Sokakta oyun oynarken birdenbire düşüp ölen çocuklar çok önemli genetik kalp hastalığı taşıyıcısı olabilir. Çocuklarda genetik kökenli kalp hastalıklarına bağlı olarak gelişen ani ölümlerin son derece tehlikeli olduğunu söyleyen Medipol Mega Üniversite Hastanesi Çocuk Kardiyolojisi Uzmanı Prof. Dr. Celal Akdeniz, “Bebeklikten erişkinliğe kadar ani mevte yol açabilen ve tamamı genetik kökenli olan iki büyük hastalık kümesi var. Bunlar kalp kası hastalığına neden olan kardiomyopatiler ve genetik aritmi sendromları.
Genetik geçiş nedeniyle hastalığı geçiren çocuğun kardeşinde bu hastalığın tekrarlama sıklığı yüzde 50 olarak hesaplanıyor. Ani vefata yol açabilen bu tıp genetik kökenli kalp hastalıkları yalnızca ölen kişi ile hudutlu kalmayabilir ve çok daha yüksek bir mümkünlük ile ailenin başka bireylerinde de tekrarlayabilir. Öteki kıymetli bir sorun bu hastalık kümesinde birden fazla vakit hastalar önemli bir şikayet de tanım etmeyebilir, hastalığı ortaya çıkaran birinci bulgu bayılma ya da ani vefat olabilir” dedi.
AİLE HİKAYESİ İNCELENMELİ
Aile geçmişinde genç yaşta bayılmalar yahut ani vefat öyküsü bulunanların çok daha dikkatli olması gerektiğini belirten Akdeniz, şunları söyledi: “Sağlıklı üzere görünen aile bireylerinde de hastalık bulunma ihtimali var.
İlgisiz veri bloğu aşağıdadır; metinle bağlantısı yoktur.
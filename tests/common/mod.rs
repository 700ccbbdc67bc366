use std::path::{Path, PathBuf};
use std::process::{Child, Command, Stdio};
use std::thread;
use std::time::{Duration, Instant};

use anyhow::{Context, Result};

#[allow(dead_code)]
pub const LINKING_CSV: &str = "\
StockSKU,Sub Source,ChannelSKU
SKU1,EBAY0,E-100
SKU1,Stc Stores,A-200
SKU2,EBAY0,E-300
SKU2,STC Stores Germany,D-300
SKU3,stcstores.co.uk (shopify),S-1
SKU3,EBAY0,E-300
";

#[allow(dead_code)]
pub fn write_linking_csv(dir: &Path) -> Result<PathBuf> {
    let path = dir.join("linking.csv");
    std::fs::write(&path, LINKING_CSV).context("write linking.csv")?;
    Ok(path)
}

#[allow(dead_code)]
pub struct Output {
    pub success: bool,
    pub stdout: String,
    pub stderr: String,
}

/// Runs the CLI in `cwd` so no ambient `.skulink` config is picked up.
#[allow(dead_code)]
pub fn run_skulink(cwd: &Path, args: &[&str]) -> Result<Output> {
    let out = Command::new(env!("CARGO_BIN_EXE_skulink"))
        .args(args)
        .current_dir(cwd)
        .env_remove("SKULINK_TOKEN")
        .env_remove("SKULINK_LOG")
        .output()
        .with_context(|| format!("run skulink {:?}", args))?;
    Ok(Output {
        success: out.status.success(),
        stdout: String::from_utf8_lossy(&out.stdout).to_string(),
        stderr: String::from_utf8_lossy(&out.stderr).to_string(),
    })
}

#[allow(dead_code)]
pub fn run_skulink_ok(cwd: &Path, args: &[&str]) -> Result<String> {
    let out = run_skulink(cwd, args)?;
    if !out.success {
        anyhow::bail!(
            "skulink {:?} failed\nstdout:\n{}\nstderr:\n{}",
            args,
            out.stdout,
            out.stderr
        );
    }
    Ok(out.stdout)
}

#[allow(dead_code)]
pub struct ServerGuard {
    pub base_url: String,
    _data_dir: tempfile::TempDir,
    child: Child,
}

impl Drop for ServerGuard {
    fn drop(&mut self) {
        let _ = self.child.kill();
        let _ = self.child.wait();
    }
}

#[allow(dead_code)]
pub fn spawn_server() -> Result<ServerGuard> {
    let data_dir = tempfile::tempdir().context("create server tempdir")?;
    let csv = write_linking_csv(data_dir.path())?;
    let addr_file = data_dir.path().join("addr.txt");

    let child = Command::new(env!("CARGO_BIN_EXE_skulink-server"))
        .args([
            "--addr",
            "127.0.0.1:0",
            "--addr-file",
            addr_file.to_str().context("addr file path")?,
            "--file",
            csv.to_str().context("csv path")?,
        ])
        .current_dir(data_dir.path())
        .stdout(Stdio::null())
        .stderr(Stdio::null())
        .spawn()
        .context("spawn skulink-server")?;

    let base_url = read_addr_file(&addr_file)?;
    wait_for_healthz(&base_url)?;

    Ok(ServerGuard {
        base_url,
        _data_dir: data_dir,
        child,
    })
}

#[allow(dead_code)]
fn read_addr_file(addr_file: &Path) -> Result<String> {
    let addr = poll_until(Duration::from_millis(10), || {
        let s = std::fs::read_to_string(addr_file).ok()?;
        let s = s.trim();
        (!s.is_empty()).then(|| s.to_string())
    })
    .with_context(|| format!("addr file not written at {}", addr_file.display()))?;
    Ok(format!("http://{}", addr))
}

#[allow(dead_code)]
pub fn wait_for_healthz(base_url: &str) -> Result<()> {
    let client = reqwest::blocking::Client::new();
    let url = format!("{}/healthz", base_url);
    poll_until(Duration::from_millis(50), || {
        let resp = client.get(&url).send().ok()?;
        resp.status().is_success().then_some(())
    })
    .with_context(|| format!("server did not become healthy at {}", url))
}

/// Calls `probe` every `interval` until it yields a value, for up to 5s.
#[allow(dead_code)]
fn poll_until<T>(interval: Duration, mut probe: impl FnMut() -> Option<T>) -> Result<T> {
    let deadline = Instant::now() + Duration::from_secs(5);
    loop {
        if let Some(value) = probe() {
            return Ok(value);
        }
        if Instant::now() > deadline {
            anyhow::bail!("timed out after 5s");
        }
        thread::sleep(interval);
    }
}
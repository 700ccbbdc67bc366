use tracing::debug;

use super::*;

pub(super) fn lookup_error(err: LookupError) -> Response {
    let status = match &err {
        LookupError::UnknownChannel(_) => StatusCode::BAD_REQUEST,
        LookupError::UnknownCentralId(_) => StatusCode::NOT_FOUND,
        LookupError::MalformedRow { .. } => StatusCode::INTERNAL_SERVER_ERROR,
    };
    debug!(kind = err.kind(), error = %err, "lookup failed");
    (
        status,
        Json(serde_json::json!({"error": err.to_string(), "kind": err.kind()})),
    )
        .into_response()
}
Bu nedenle hakikat teşhisin konması çok değerli. Zira şayet ailede bu genetik kökenli kalp hastalığını taşıyan öbür bireyler varsa, o şahıslar apansız öleceği ya da tedavi edilip mevtten kurtulacağı günü bekliyor olabilir. Kardiyomyapati kümesinde, hastalığa yol açan mutasyon, genetik test ile tespit edilebilir. Mutasyon saptandı ise en yakın aile bireylerinden başlanarak, tüm aileye genetik test yapılarak sağlam ve hastalığı taşıyan bireylerin saptanması gerekir. Bu bireyler için değil sonraki jenerasyonlar için bile değerlidir. Peimplantasyon ismi verilen genetik çalışma ile bu cins hastalıkların sonraki kuşaklara aktarılmasının önlenebilmesi mümkün olabiliyor.”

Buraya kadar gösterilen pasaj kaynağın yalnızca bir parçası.